The ACLs were misunderstood by me for a long time, I had assumed that
the ACLs were an OR argument rather than AND.
So for example if you create an ACL for the local network
192.168.1.0/24 and a colleague's network 80.233.192.0/24 to allow both
of these you would have to do the following:
acl local src 192.168.10.0/24
acl colleague src 80.233.135.0/24
http_access allow local
http_access allow colleague
The following would NOT work
http_access allow local colleague
The second would not work because a computer / user would never be in
both networks
The ACLs are stackable and so Squid will work through them in order to
get a match; hence you can order them to make finer adjustments of the
ACLs
You might then want to allow remote users passworded access if they are
not on either of the two networks. If the password ACL was put
first, everyone would be asked for a password, which would be
undesirable.
auth_param basic program /usr/lib/squid/pam_auth
auth_param basic children 5
auth_param basic realm Squid proxy-caching web server
auth_param basic credentialsttl 2 hours
The realm is required and here the authentication is set to last for
two hours before e re-request.
So here we have pam authentication. Pam is modular and allows
authentication against a whole range of services. Note that you
also have to make a squid entry for pam in /etc/pam.d/squid consisting
of
auth
required
/lib/security/pam_unix.so
account required
/lib/security/pam_unix.so
You will also need to set the file /usr/lib/squid/pam_auth to be SUID.
This is so when the squid user executes the file it is run with root
permissions and authentication is granted.
I have been caught on this more than once as it works well when testing as root :-)
to change the file to SUID execute the following at a root prompt:
chmod 4755 /usr/lib/squid/pam_auth
Each user on the system with a password will be able to use the proxy.
I have found pam a bit flakey for authenticating against a samba or NT
server and here it is better to use the NTLM authentication. In addition NTLM authentication is built in to Internet Explorer and consequently the browser uses the login details and authenticates against the Samba server you have set up.
acl password proxy_auth REQUIRED
http_access allow password
WPAD - Web Proxy Auto Discovery
You may ask what an earth is this for! This is the check box that is set by default in Windows Internet Explorer called "Detect Settings Automatically"
WPAD may be provided by a number
of methods.

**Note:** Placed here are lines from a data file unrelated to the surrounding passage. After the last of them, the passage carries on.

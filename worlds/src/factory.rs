//! Robot-blueprint resource maximization.
//!
//! A blueprint prices four robot kinds in ore, clay, and obsidian; one
//! pre-existing ore robot gathers from minute one, and the factory can
//! start one build per minute. The search maximizes geodes cracked before
//! time runs out.
//!
//! States jump from build decision to build decision rather than minute to
//! minute: each successor picks the next robot kind and fast-forwards
//! through the wait until it is affordable. Geodes are banked as gain the
//! moment a geode robot is built (one per remaining minute), so a state
//! with no affordable, useful build left is terminal with its bank final.
//!
//! Pruning here is *sound*, not empirical: robot counts are capped at the
//! most any recipe can spend per minute, and the optimistic bound assumes
//! a new geode robot every remaining minute. Neither can cut off an
//! optimal schedule, so the maximizing driver's early stop keeps exact
//! answers.

use pathwise_engine::space::{Cost, SearchSpace, Step};
use regex::Regex;

/// Blueprint parse failure.
#[derive(Debug, Clone, PartialEq, Eq)]
pub enum ParseError {
    /// A non-empty line does not match the blueprint sentence format.
    BadBlueprint { line: usize },
}

impl std::fmt::Display for ParseError {
    fn fmt(&self, f: &mut std::fmt::Formatter<'_>) -> std::fmt::Result {
        match self {
            Self::BadBlueprint { line } => {
                write!(f, "line {line} is not a valid blueprint sentence")
            }
        }
    }
}

impl std::error::Error for ParseError {}

/// Robot recipe prices.
#[derive(Debug, Clone, Copy, PartialEq, Eq)]
pub struct Blueprint {
    pub id: u32,
    pub ore_robot_ore: u16,
    pub clay_robot_ore: u16,
    pub obsidian_robot_ore: u16,
    pub obsidian_robot_clay: u16,
    pub geode_robot_ore: u16,
    pub geode_robot_obsidian: u16,
}

/// Parse one blueprint sentence per non-empty line.
///
/// # Errors
///
/// [`ParseError::BadBlueprint`] with the 1-based line number of the first
/// line that does not match.
pub fn parse_blueprints(input: &str) -> Result<Vec<Blueprint>, ParseError> {
    let pattern = Regex::new(concat!(
        r"Blueprint (\d+): Each ore robot costs (\d+) ore\. ",
        r"Each clay robot costs (\d+) ore\. ",
        r"Each obsidian robot costs (\d+) ore and (\d+) clay\. ",
        r"Each geode robot costs (\d+) ore and (\d+) obsidian\.",
    ))
    .expect("pattern is statically valid");

    let mut blueprints = Vec::new();
    for (index, line) in input.trim().lines().enumerate() {
        if line.trim().is_empty() {
            continue;
        }
        let Some(captures) = pattern.captures(line) else {
            return Err(ParseError::BadBlueprint { line: index + 1 });
        };
        let bad = || ParseError::BadBlueprint { line: index + 1 };
        let price = |group: usize| -> Result<u16, ParseError> {
            captures[group].parse().map_err(|_| bad())
        };
        blueprints.push(Blueprint {
            id: captures[1].parse().map_err(|_| bad())?,
            ore_robot_ore: price(2)?,
            clay_robot_ore: price(3)?,
            obsidian_robot_ore: price(4)?,
            obsidian_robot_clay: price(5)?,
            geode_robot_ore: price(6)?,
            geode_robot_obsidian: price(7)?,
        });
    }
    Ok(blueprints)
}

/// The factory's search state: remaining minutes, stockpiles, and
/// gathering robots. Geode robots never appear here — their output is
/// banked as gain when they are built.
#[derive(Debug, Clone, Copy, PartialEq, Eq, Hash, PartialOrd, Ord)]
pub struct Plant {
    pub minutes_left: u16,
    pub ore: u16,
    pub clay: u16,
    pub obsidian: u16,
    pub ore_robots: u16,
    pub clay_robots: u16,
    pub obsidian_robots: u16,
}

/// One blueprint bound to a time budget.
#[derive(Debug, Clone, Copy)]
pub struct FactoryWorld {
    blueprint: Blueprint,
    minutes: u16,
    /// Per-minute spend caps: more robots than this can never help.
    max_ore_robots: u16,
    max_clay_robots: u16,
    max_obsidian_robots: u16,
}

#[derive(Debug, Clone, Copy)]
enum Build {
    Ore,
    Clay,
    Obsidian,
    Geode,
}

const BUILDS: [Build; 4] = [Build::Ore, Build::Clay, Build::Obsidian, Build::Geode];

impl FactoryWorld {
    #[must_use]
    pub fn new(blueprint: Blueprint, minutes: u16) -> Self {
        let max_ore_robots = blueprint
            .ore_robot_ore
            .max(blueprint.clay_robot_ore)
            .max(blueprint.obsidian_robot_ore)
            .max(blueprint.geode_robot_ore);
        Self {
            blueprint,
            minutes,
            max_ore_robots,
            max_clay_robots: blueprint.obsidian_robot_clay,
            max_obsidian_robots: blueprint.geode_robot_obsidian,
        }
    }

    /// The opening state: one ore robot, empty stockpiles.
    #[must_use]
    pub fn opening(&self) -> Plant {
        Plant {
            minutes_left: self.minutes,
            ore: 0,
            clay: 0,
            obsidian: 0,
            ore_robots: 1,
            clay_robots: 0,
            obsidian_robots: 0,
        }
    }

    /// `(ore, clay, obsidian)` price of a build.
    fn price(&self, build: Build) -> (u16, u16, u16) {
        match build {
            Build::Ore => (self.blueprint.ore_robot_ore, 0, 0),
            Build::Clay => (self.blueprint.clay_robot_ore, 0, 0),
            Build::Obsidian => (
                self.blueprint.obsidian_robot_ore,
                self.blueprint.obsidian_robot_clay,
                0,
            ),
            Build::Geode => (
                self.blueprint.geode_robot_ore,
                0,
                self.blueprint.geode_robot_obsidian,
            ),
        }
    }

    /// Minutes until the build is affordable at current gather rates, or
    /// `None` if a required robot kind is missing entirely.
    fn wait_for(&self, plant: &Plant, build: Build) -> Option<u16> {
        let (ore, clay, obsidian) = self.price(build);
        let mut wait = 0;
        for (price, stock, rate) in [
            (ore, plant.ore, plant.ore_robots),
            (clay, plant.clay, plant.clay_robots),
            (obsidian, plant.obsidian, plant.obsidian_robots),
        ] {
            let short = price.saturating_sub(stock);
            if short == 0 {
                continue;
            }
            if rate == 0 {
                return None;
            }
            wait = wait.max(short.div_ceil(rate));
        }
        Some(wait)
    }
}

impl SearchSpace for FactoryWorld {
    type State = Plant;
    type Key = Plant;

    fn canonical_key(&self, state: &Plant) -> Plant {
        *state
    }

    fn successors(&self, state: &Plant, out: &mut Vec<Step<Plant>>) {
        for build in BUILDS {
            let at_cap = match build {
                Build::Ore => state.ore_robots >= self.max_ore_robots,
                Build::Clay => state.clay_robots >= self.max_clay_robots,
                Build::Obsidian => state.obsidian_robots >= self.max_obsidian_robots,
                Build::Geode => false,
            };
            if at_cap {
                continue;
            }
            let Some(wait) = self.wait_for(state, build) else {
                continue;
            };
            let elapsed = wait + 1;
            let Some(left) = state.minutes_left.checked_sub(elapsed) else {
                continue;
            };
            // A geode robot built with no minute left cracks nothing; a
            // gathering robot needs at least a minute of gathering plus a
            // minute for its output to matter.
            let useful = match build {
                Build::Geode => left >= 1,
                _ => left >= 2,
            };
            if !useful {
                continue;
            }

            let (ore, clay, obsidian) = self.price(build);
            let mut next = Plant {
                minutes_left: left,
                ore: state.ore + state.ore_robots * elapsed - ore,
                clay: state.clay + state.clay_robots * elapsed - clay,
                obsidian: state.obsidian + state.obsidian_robots * elapsed - obsidian,
                ..*state
            };
            let gain = match build {
                Build::Ore => {
                    next.ore_robots += 1;
                    0
                }
                Build::Clay => {
                    next.clay_robots += 1;
                    0
                }
                Build::Obsidian => {
                    next.obsidian_robots += 1;
                    0
                }
                Build::Geode => Cost::from(left),
            };
            out.push(Step {
                state: next,
                cost: gain,
            });
        }
    }

    /// Maximizing search: terminal states, not a goal predicate.
    fn is_goal(&self, _state: &Plant) -> bool {
        false
    }

    /// A new geode robot every remaining minute: `t*(t-1)/2` more geodes.
    /// Never underestimates, so the driver's early stop stays exact.
    fn gain_bound(&self, state: &Plant) -> Option<Cost> {
        let t = Cost::from(state.minutes_left);
        Some(t * (t - 1) / 2)
    }
}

DHCP, DNS (by A record), DNS (by SVR record)
I have found very limited documentation of WPAD by DHCP and have not
managed to implement it.
WPAD using DNS by A record is relatively straight forward once you know
the pitfalls :-)
WPAD by SVR record is not implemented in many clients.
A client set to try to discover their own proxys looks at its own FQDN
(Fully Qualiffied Domain Name) such as workstation1.domain.co.uk and
will look for the following hosts wpad.domain.co.uk then
wpad.co.uk It looks for the A record of this host.
It will then try to download the following file
http://ipaddress/wpad.dat
This is important if you are
running virtual hosts.
The client does not request a domain when it asks for the wpad.dat
file, it only forwards the IP address (or at least IE6 does), therefore
if you are running multiple websites on that IP address, the wpad.dat
file must be placed in the default website. In short you must be
able to access it by IP.
The dat file would be similar to this, however it may be much more
complex:
function FindProxyForURL(url, host) { if (isPlainHostName(host) || dnsDomainIs(host, "domain.co.uk") || isInNet(host, "192.168.10.0", "255.255.255.0")) return "DIRECT" ; return "PROXY proxy.domain.co.uk:3128 ; PROXY 192.168.10.217:3128" ; }
At present there is a patch available for Mozilla.
which will allow it to do WPAD; however for Mozilla it may be easier to
copy the wpad.dat file to proxy.pac file on the same server and set
Mozilla to use the URL http://ipaddress/proxy.pac as an automatic
configuration URL (see Mozilla's settings).